### Exercise directions
Among the entries, which lines carry the string "directory"? Copy each of them.

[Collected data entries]
----
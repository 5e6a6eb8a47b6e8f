//! Shell command automations.
//!
//! Runs a command through the platform shell, passing the automation's input
//! values as positional parameters (`$1`, `$2`, ...) and capturing stdout as
//! the result.

use std::path::PathBuf;
use std::process::{Command as ProcessCommand, Stdio};
use std::time::Instant;

use anyhow::Context;

use super::schema::Automation;
use super::state::Value;

/// A shell command that can back an automated step.
#[derive(Debug, Clone)]
pub struct ShellCommand {
    /// Command line passed to the shell
    pub command: String,

    /// Shell override (defaults to `sh` / `cmd`)
    pub shell: Option<String>,

    /// Working directory for the command
    pub working_dir: Option<PathBuf>,
}

impl ShellCommand {
    /// Create a command run by the platform shell.
    pub fn new(command: impl Into<String>) -> Self {
        Self { command: command.into(), shell: None, working_dir: None }
    }

    /// Run with a specific shell instead of the platform default.
    #[must_use]
    pub fn with_shell(mut self, shell: impl Into<String>) -> Self {
        self.shell = Some(shell.into());
        self
    }

    /// Set the working directory.
    #[must_use]
    pub fn with_working_dir(mut self, dir: impl Into<PathBuf>) -> Self {
        self.working_dir = Some(dir.into());
        self
    }

    /// Run the command with `args` as positional parameters.
    ///
    /// Returns stdout with trailing line endings removed. A non-zero exit is
    /// an error carrying the command's stderr.
    pub fn run(&self, args: &[Value]) -> anyhow::Result<Value> {
        let (shell, shell_arg) = self.shell_invocation();
        let start = Instant::now();

        let mut cmd = ProcessCommand::new(shell);
        cmd.arg(shell_arg).arg(&self.command);

        // `sh -c <cmd> <$0> <$1>...`
        if shell_arg == "-c" {
            cmd.arg(shell);
        }
        cmd.args(args.iter().map(ToString::to_string));

        if let Some(ref dir) = self.working_dir {
            cmd.current_dir(dir);
        }

        cmd.stdin(Stdio::null());
        cmd.stdout(Stdio::piped());
        cmd.stderr(Stdio::piped());

        let output = cmd
            .output()
            .with_context(|| format!("Failed to spawn `{}` with {shell}", self.command))?;

        tracing::debug!(
            command = %self.command,
            code = ?output.status.code(),
            duration_ms = start.elapsed().as_millis() as u64,
            "Command finished"
        );

        if !output.status.success() {
            let stderr = String::from_utf8_lossy(&output.stderr);
            let code = output.status.code().map_or_else(|| "signal".to_string(), |c| c.to_string());
            anyhow::bail!("`{}` exited with {}: {}", self.command, code, stderr.trim());
        }

        let stdout = String::from_utf8_lossy(&output.stdout);
        Ok(Value::from(stdout.trim_end_matches(['\n', '\r']).to_string()))
    }

    /// Wrap this command in an automation.
    pub fn into_automation(self) -> Automation {
        let description = self.command.clone();
        Automation::new(move |args| self.run(args)).with_description(description)
    }

    fn shell_invocation(&self) -> (&str, &'static str) {
        match self.shell.as_deref() {
            Some(shell) if shell.eq_ignore_ascii_case("cmd") => (shell, "/C"),
            Some(shell) => (shell, "-c"),
            None => get_shell(),
        }
    }
}

/// Get the shell and argument for the current platform.
fn get_shell() -> (&'static str, &'static str) {
    if cfg!(target_os = "windows") {
        ("cmd", "/C")
    } else {
        ("sh", "-c")
    }
}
----
### Answer box
    /// Working directory for the command
    /// Set the working directory.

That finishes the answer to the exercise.